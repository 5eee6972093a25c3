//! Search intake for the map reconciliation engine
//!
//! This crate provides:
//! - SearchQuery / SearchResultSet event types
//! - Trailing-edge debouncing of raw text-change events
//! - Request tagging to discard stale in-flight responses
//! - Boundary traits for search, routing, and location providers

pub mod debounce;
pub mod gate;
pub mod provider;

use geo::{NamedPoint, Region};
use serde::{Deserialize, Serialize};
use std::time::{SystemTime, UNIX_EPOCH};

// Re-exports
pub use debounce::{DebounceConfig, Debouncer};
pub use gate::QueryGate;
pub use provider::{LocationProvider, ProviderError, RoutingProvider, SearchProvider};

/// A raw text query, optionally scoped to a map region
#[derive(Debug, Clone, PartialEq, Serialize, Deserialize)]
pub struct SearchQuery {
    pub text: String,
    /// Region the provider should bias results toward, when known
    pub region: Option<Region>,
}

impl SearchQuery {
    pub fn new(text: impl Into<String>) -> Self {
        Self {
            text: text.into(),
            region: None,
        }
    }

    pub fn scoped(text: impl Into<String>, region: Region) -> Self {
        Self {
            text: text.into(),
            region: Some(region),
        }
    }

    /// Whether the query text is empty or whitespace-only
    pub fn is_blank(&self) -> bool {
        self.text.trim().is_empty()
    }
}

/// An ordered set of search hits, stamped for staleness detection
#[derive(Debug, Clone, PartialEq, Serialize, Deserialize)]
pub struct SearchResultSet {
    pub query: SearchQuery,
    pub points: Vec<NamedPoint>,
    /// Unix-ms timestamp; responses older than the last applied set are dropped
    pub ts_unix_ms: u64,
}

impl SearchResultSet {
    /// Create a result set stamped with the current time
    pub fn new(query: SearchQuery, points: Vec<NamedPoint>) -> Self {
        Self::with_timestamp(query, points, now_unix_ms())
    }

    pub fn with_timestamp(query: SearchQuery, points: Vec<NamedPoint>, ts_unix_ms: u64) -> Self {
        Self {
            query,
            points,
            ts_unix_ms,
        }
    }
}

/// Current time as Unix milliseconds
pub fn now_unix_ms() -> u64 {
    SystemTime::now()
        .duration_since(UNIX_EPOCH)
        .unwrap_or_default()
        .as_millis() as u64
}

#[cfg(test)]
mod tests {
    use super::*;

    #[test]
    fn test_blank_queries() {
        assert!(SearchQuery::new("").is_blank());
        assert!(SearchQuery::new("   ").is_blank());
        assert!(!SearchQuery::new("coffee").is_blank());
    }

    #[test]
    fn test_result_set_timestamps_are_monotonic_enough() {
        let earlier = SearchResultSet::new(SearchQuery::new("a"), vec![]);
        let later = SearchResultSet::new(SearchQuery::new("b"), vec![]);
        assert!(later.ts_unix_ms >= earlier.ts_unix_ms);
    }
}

• PROBLEM
Count every line in the records that holds "SearchResultSet" and give that count by itself.

• SOLUTION TO THIS PROBLEM
5